Device: WD Elements 2TB; NTFS; USB 2.0
One of my main bugbears with this is that the disk activity is at 100% with 0 IOPS (well almost 0, there are activity spikes, see pic). >:(
This has hampered any efforts by taking a ridiculously long time to produce a result/response
Connecting it to my PC, it takes an hour and a half to be recognised and be somewhat accessible (drive letter assigned, visible in My Computer). It takes maybe another 40 minutes(?) for the drive name and WD Icon to be displayed.
My research into the issue has shown that there is ONE bad sector, just one insensitive clod.
I have tried several things to repair the disk/get the data off.
- The latest of which is a CHKDSK /F /R /X (going for close to 48hrs)
-- it's currently on stage 4/5 with 28 of 47792 files processed, 5 were done over night.
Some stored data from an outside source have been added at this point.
//! Log level definitions

use serde::{Deserialize, Deserializer, Serialize, Serializer};
use std::fmt;
use std::str::FromStr;

#[derive(Debug, Clone, Copy, PartialEq, Eq, PartialOrd, Ord, Hash, Default)]
pub enum LogLevel {
    #[default]
    Debug = 1,
    Info = 2,
    Warn = 3,
    Error = 4,
    Fatal = 5,
}

impl LogLevel {
    pub const ALL: [LogLevel; 5] = [
        LogLevel::Debug,
        LogLevel::Info,
        LogLevel::Warn,
        LogLevel::Error,
        LogLevel::Fatal,
    ];

    pub fn to_str(&self) -> &'static str {
        match self {
            LogLevel::Debug => "DEBUG",
            LogLevel::Info => "INFO",
            LogLevel::Warn => "WARN",
            LogLevel::Error => "ERROR",
            LogLevel::Fatal => "FATAL",
        }
    }

    #[cfg(feature = "console")]
    pub fn color_code(&self) -> colored::Color {
        use colored::Color::*;
        match self {
            LogLevel::Debug => Blue,
            LogLevel::Info => Green,
            LogLevel::Warn => Yellow,
            LogLevel::Error => Red,
            LogLevel::Fatal => BrightRed,
        }
    }
}

impl fmt::Display for LogLevel {
    fn fmt(&self, f: &mut fmt::Formatter<'_>) -> fmt::Result {
        f.write_str(self.to_str())
    }
}

impl FromStr for LogLevel {
    type Err = String;

    fn from_str(s: &str) -> Result<Self, Self::Err> {
        match s.trim().to_uppercase().as_str() {
            "DEBUG" => Ok(LogLevel::Debug),
            "INFO" => Ok(LogLevel::Info),
            "WARN" | "WARNING" => Ok(LogLevel::Warn),
            "ERROR" => Ok(LogLevel::Error),
            "FATAL" => Ok(LogLevel::Fatal),
            _ => Err(format!("Invalid log level: '{}'", s)),
        }
    }
}

// Levels travel through config documents by name ("INFO"), not by variant.
impl Serialize for LogLevel {
    fn serialize<S: Serializer>(&self, serializer: S) -> Result<S::Ok, S::Error> {
        serializer.serialize_str(self.to_str())
    }
}

impl<'de> Deserialize<'de> for LogLevel {
    fn deserialize<D: Deserializer<'de>>(deserializer: D) -> Result<Self, D::Error> {
        let raw = String::deserialize(deserializer)?;
        raw.parse().map_err(serde::de::Error::custom)
    }
}
//! Logging macros for ergonomic log message formatting.
//!
//! Every macro captures the call site (`file!()`/`line!()`) and builds the
//! event before the logger's level check runs.
//!
//! # Examples
//!
//! ```
//! use rust_config_logger::prelude::*;
//! use rust_config_logger::info;
//!
//! let logger = Logger::new("server");
//!
//! // Basic logging
//! info!(logger, "Server started");
//!
//! // With format arguments
//! let port = 8080;
//! info!(logger, "Server listening on port {}", port);
//! ```

/// Log a message at an explicit level.
///
/// # Examples
///
/// ```
/// # use rust_config_logger::prelude::*;
/// # let logger = Logger::new("svc");
/// use rust_config_logger::log;
/// log!(logger, LogLevel::Info, "Simple message");
/// log!(logger, LogLevel::Error, "Error code: {}", 500);
/// ```
#[macro_export]
macro_rules! log {
    ($logger:expr, $level:expr, $($arg:tt)+) => {{
        let logger = &$logger;
        let level: $crate::LogLevel = $level;
        let event = $crate::LogEvent::new(logger.name_arc(), level)
            .with_location(file!(), line!())
            .with_message(format!($($arg)+));
        logger.log(&event, level);
    }};
}

/// Log a debug-level message.
///
/// # Examples
///
/// ```
/// # use rust_config_logger::prelude::*;
/// # let logger = Logger::new("svc");
/// use rust_config_logger::debug;
/// debug!(logger, "Counter value: {}", 10);
/// ```
#[macro_export]
macro_rules! debug {
    ($logger:expr, $($arg:tt)+) => {
        $crate::log!($logger, $crate::LogLevel::Debug, $($arg)+)
    };
}

/// Log an info-level message.
#[macro_export]
macro_rules! info {
    ($logger:expr, $($arg:tt)+) => {
        $crate::log!($logger, $crate::LogLevel::Info, $($arg)+)
    };
}

/// Log a warning-level message.
#[macro_export]
macro_rules! warn {
    ($logger:expr, $($arg:tt)+) => {
        $crate::log!($logger, $crate::LogLevel::Warn, $($arg)+)
    };
}

/// Log an error-level message.
///
/// # Examples
///
/// ```
/// # use rust_config_logger::prelude::*;
/// # let logger = Logger::new("svc");
/// use rust_config_logger::error;
/// error!(logger, "Failed to connect: {}", "timeout");
/// ```
#[macro_export]
macro_rules! error {
    ($logger:expr, $($arg:tt)+) => {
        $crate::log!($logger, $crate::LogLevel::Error, $($arg)+)
    };
}

/// Log a fatal-level message.
#[macro_export]
macro_rules! fatal {
    ($logger:expr, $($arg:tt)+) => {
        $crate::log!($logger, $crate::LogLevel::Fatal, $($arg)+)
    };
}

/// Fetch (or create) a named logger from the global registry.
///
/// # Examples
///
/// ```
/// use rust_config_logger::{info, logger};
///
/// let db = logger!("app.db");
/// info!(db, "pool ready");
/// assert_eq!(db.name(), "app.db");
/// ```
#[macro_export]
macro_rules! logger {
    ($name:expr) => {
        $crate::LoggerRegistry::global().get_logger($name)
    };
}

/// Log through the global root logger at debug level.
#[macro_export]
macro_rules! root_debug {
    ($($arg:tt)+) => {
        $crate::log!($crate::LoggerRegistry::global().root(), $crate::LogLevel::Debug, $($arg)+)
    };
}

/// Log through the global root logger at info level.
///
/// # Examples
///
/// ```
/// use rust_config_logger::root_info;
/// root_info!("booted in {} ms", 12);
/// ```
#[macro_export]
macro_rules! root_info {
    ($($arg:tt)+) => {
        $crate::log!($crate::LoggerRegistry::global().root(), $crate::LogLevel::Info, $($arg)+)
    };
}

#[macro_export]
macro_rules! root_warn {
    ($($arg:tt)+) => {
        $crate::log!($crate::LoggerRegistry::global().root(), $crate::LogLevel::Warn, $($arg)+)
    };
}

#[macro_export]
macro_rules! root_error {
    ($($arg:tt)+) => {
        $crate::log!($crate::LoggerRegistry::global().root(), $crate::LogLevel::Error, $($arg)+)
    };
}

#[macro_export]
macro_rules! root_fatal {
    ($($arg:tt)+) => {
        $crate::log!($crate::LoggerRegistry::global().root(), $crate::LogLevel::Fatal, $($arg)+)
    };
}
This might take a while
- Robocopy interrupted by a BSOD caused by a different faulty HDD (my boss zapped the USB enclosure with a new power brick, pulled out the HDD and used a USB conversion kit to attempt recovery... turned out to be a bad idea) ONE of the lessons here is that there are no resistors on the circuit board inside the case.
- sudo ntfsfix /dev/
- Attempted to use GParted (from Ubuntu VM) to fix it. It said use a windows machine and run chkdsk /f
- Attempted to run various Data recovery/partition tools: MiniTool Partition Wizard, Recuva... All seem to crash/become non responsive
- Attempted to use SmartDefrag portable to see if that could repair it... Crashed program
- Used Procmon to check for processes using the USB HDD, couldn't find any :(
Is there anything else that I can do to repair the disk faster?
Is there a way to stop all HDD activity except for the CHKDSK?
Any other Ideas?
nb: I don't have 1.3TB (current USB HDD usage) of space to store the content anywhere. I could go back to robocopying the data deemed most necessary by the owner to another drive (several GB, nowhere near 1TB) but that will still take a very long time.